/ 27 October 2016

Slice Of Life: There’s a younger me out there

Thami Kotlolo
Thami Kotlolo

There is this misperception that the Feather Awards are only about fun. But we do a lot of other work people might not know of. About four or five years ago, we started running these dialogues. We started off doing just one or two here in Gauteng, talking about the issues lesbian, gay, bisexual, transgender and intersex (LGBTI) people face.

But this year, we decided to travel the rest of the country and had dialogues in the other eight provinces. What I got from them was that, really, our struggles are the same, no matter where you go.

After we had our dialogue in Mpumalanga, I got a Facebook message from Sibongeleni. He said he was a gay teenager who had started an LGBTI organisation in Mbombela, where he lives. In that message he asked me for my assistance in making sure he could successfully run programmes that support LGBTI teens there.

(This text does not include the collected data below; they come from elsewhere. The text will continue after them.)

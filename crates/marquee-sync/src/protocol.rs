//! # Remote Route Table
//!
//! Maps every remote operation to a method, a URL and the status that
//! counts as success.
//!
//! ## Routes
//! ```text
//! ┌─────────────────────────────────────────────────────────────────────────┐
//! │                         Remote Routes                                   │
//! │                                                                         │
//! │  REVIEW SERVICE ({review})                                             │
//! │  POST {review}/create/{id}        body: Review                         │
//! │  POST {review}/update/{id}        body: Review                         │
//! │  POST {review}/delete/{id}        body: {}                             │
//! │  GET  {review}/read/{id}          → Review                             │
//! │  GET  {review}/list               → [id]                               │
//! │                                                                         │
//! │  SEARCH SERVICE ({search})                                             │
//! │  GET  {search}/title/{title}      → [{id, title}]                      │
//! │                                                                         │
//! │  CATALOG SERVICE ({catalog})                                           │
//! │  POST {catalog}/review/read/list  → [cata_id]                          │
//! │  GET  {catalog}/review/read/list  → {id: {file_id, delegations}}       │
//! │  GET  {catalog}/users             → [user]                             │
//! │  GET  {catalog}/review/read/meta/{id} → {file_id, ...}                 │
//! │  POST {catalog}/review/upload     body: meta                           │
//! │  POST {catalog}/review/delegate   body: {file_id, user_id}             │
//! │  POST {catalog}/review/revoke     body: {file_id, user_id}             │
//! │                                                                         │
//! │  GATEKEEPER SERVICE ({gatekeeper})                                     │
//! │  POST {gatekeeper}/op/list/{category}[/{id}]  → [id] | [domain]        │
//! │  POST {gatekeeper}/op/approve/{id}/{domain}                            │
//! │  POST {gatekeeper}/op/reject/{id}/{domain}                             │
//! │  POST {gatekeeper}/op/remove/{category}/{id}/{domain}                  │
//! │                                                                         │
//! │  Every route succeeds with 200; anything else is a failure.            │
//! └─────────────────────────────────────────────────────────────────────────┘
//! ```
//!
//! Dynamic segments are percent-encoded individually, so a title such as
//! `Blade Runner` becomes `Blade%20Runner`.

use std::fmt;

use marquee_core::{AccessEntry, Category, GatekeeperItem};
use serde::{Deserialize, Serialize};
use url::Url;

use crate::config::RemoteSettings;
use crate::error::{SyncError, SyncResult};

/// Status every route expects on success.
pub const STATUS_OK: u16 = 200;

// =============================================================================
// Route
// =============================================================================

#[derive(Debug, Clone, Copy, PartialEq, Eq)]
pub enum Method {
    Get,
    Post,
}

impl fmt::Display for Method {
    fn fmt(&self, f: &mut fmt::Formatter<'_>) -> fmt::Result {
        match self {
            Method::Get => write!(f, "GET"),
            Method::Post => write!(f, "POST"),
        }
    }
}

/// A fully resolved remote call.
#[derive(Debug, Clone, PartialEq, Eq)]
pub struct Route {
    pub method: Method,
    pub url: Url,
    pub expected_status: u16,
}

impl Route {
    /// Path component of the URL, percent-encoded.
    pub fn path(&self) -> &str {
        self.url.path()
    }

    pub fn accepts(&self, status: u16) -> bool {
        status == self.expected_status
    }
}

impl fmt::Display for Route {
    fn fmt(&self, f: &mut fmt::Formatter<'_>) -> fmt::Result {
        write!(f, "{} {}", self.method, self.url.path())
    }
}

// =============================================================================
// Request Bodies
// =============================================================================

/// Body of delegate and revoke requests.
#[derive(Debug, Clone, PartialEq, Eq, Serialize, Deserialize)]
pub struct DelegationBody {
    pub file_id: String,
    pub user_id: String,
}

// =============================================================================
// Route Table
// =============================================================================

/// Resolves operations to routes against the configured services.
#[derive(Debug, Clone)]
pub struct Routes {
    base: Url,
    search: Url,
    review: Vec<String>,
    catalog: Vec<String>,
    gatekeeper: Vec<String>,
}

fn split_mount(path: &str) -> Vec<String> {
    path.split('/')
        .filter(|s| !s.is_empty())
        .map(str::to_string)
        .collect()
}

fn ensure_base(url: Url) -> SyncResult<Url> {
    if url.cannot_be_a_base() {
        return Err(SyncError::InvalidUrl(format!("cannot be a base URL: {}", url)));
    }
    Ok(url)
}

impl Routes {
    pub fn new(settings: &RemoteSettings) -> SyncResult<Self> {
        Ok(Routes {
            base: ensure_base(settings.base()?)?,
            search: ensure_base(settings.search_base()?)?,
            review: split_mount(&settings.review_path),
            catalog: split_mount(&settings.catalog_path),
            gatekeeper: split_mount(&settings.gatekeeper_path),
        })
    }

    fn resolve(&self, method: Method, root: &Url, mount: &[String], segments: &[&str]) -> Route {
        let mut url = root.clone();
        // Both roots were checked in `new`, so the segments are always available.
        if let Ok(mut path) = url.path_segments_mut() {
            path.pop_if_empty();
            path.extend(mount);
            path.extend(segments);
        }
        Route {
            method,
            url,
            expected_status: STATUS_OK,
        }
    }

    // =========================================================================
    // Review Service
    // =========================================================================

    pub fn create_review(&self, id: &str) -> Route {
        self.resolve(Method::Post, &self.base, &self.review, &["create", id])
    }

    pub fn update_review(&self, id: &str) -> Route {
        self.resolve(Method::Post, &self.base, &self.review, &["update", id])
    }

    pub fn delete_review(&self, id: &str) -> Route {
        self.resolve(Method::Post, &self.base, &self.review, &["delete", id])
    }

    pub fn read_review(&self, id: &str) -> Route {
        self.resolve(Method::Get, &self.base, &self.review, &["read", id])
    }

    pub fn list_reviews(&self) -> Route {
        self.resolve(Method::Get, &self.base, &self.review, &["list"])
    }

    // =========================================================================
    // Search Service
    // =========================================================================

    pub fn search_titles(&self, title: &str) -> Route {
        self.resolve(Method::Get, &self.search, &[], &["title", title])
    }

    // =========================================================================
    // Catalog Service
    // =========================================================================

    pub fn sync_catalog_ids(&self) -> Route {
        self.resolve(Method::Post, &self.base, &self.catalog, &["review", "read", "list"])
    }

    pub fn list_catalog(&self) -> Route {
        self.resolve(Method::Get, &self.base, &self.catalog, &["review", "read", "list"])
    }

    pub fn list_users(&self) -> Route {
        self.resolve(Method::Get, &self.base, &self.catalog, &["users"])
    }

    pub fn read_review_meta(&self, id: &str) -> Route {
        self.resolve(Method::Get, &self.base, &self.catalog, &["review", "read", "meta", id])
    }

    pub fn upload_review(&self) -> Route {
        self.resolve(Method::Post, &self.base, &self.catalog, &["review", "upload"])
    }

    pub fn delegate(&self) -> Route {
        self.resolve(Method::Post, &self.base, &self.catalog, &["review", "delegate"])
    }

    pub fn revoke(&self) -> Route {
        self.resolve(Method::Post, &self.base, &self.catalog, &["review", "revoke"])
    }

    // =========================================================================
    // Gatekeeper Service
    // =========================================================================

    pub fn list_gatekeeper_ids(&self, category: Category) -> Route {
        self.resolve(
            Method::Post,
            &self.base,
            &self.gatekeeper,
            &["op", "list", category.as_str()],
        )
    }

    pub fn list_gatekeeper_domains(&self, category: Category, id: &str) -> Route {
        self.resolve(
            Method::Post,
            &self.base,
            &self.gatekeeper,
            &["op", "list", category.as_str(), id],
        )
    }

    pub fn approve_access(&self, item: &GatekeeperItem) -> Route {
        self.resolve(
            Method::Post,
            &self.base,
            &self.gatekeeper,
            &["op", "approve", item.id.as_str(), item.domain.as_str()],
        )
    }

    pub fn reject_access(&self, item: &GatekeeperItem) -> Route {
        self.resolve(
            Method::Post,
            &self.base,
            &self.gatekeeper,
            &["op", "reject", item.id.as_str(), item.domain.as_str()],
        )
    }

    pub fn remove_access_entry(&self, entry: &AccessEntry) -> Route {
        self.resolve(
            Method::Post,
            &self.base,
            &self.gatekeeper,
            &["op", "remove", entry.category.as_str(), entry.id.as_str(), entry.domain.as_str()],
        )
    }
}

That message really touched me. It inspired me because it meant there was a younger me out there. I launched my foundation, the Thami Dish Foundation, this year – at the age of 31. But here is this young man, only about 15 years old, thinking of starting up an organisation. When we were that age we never really thought we had a platform to voice our opinions and concerns.

Today’s generation of LGBTI youth are opinionated and are already talking about things. They are creating platforms where they continue to engage with issues of sexuality. It’s encouraging to see the younger generation – the younger us – taking on activism.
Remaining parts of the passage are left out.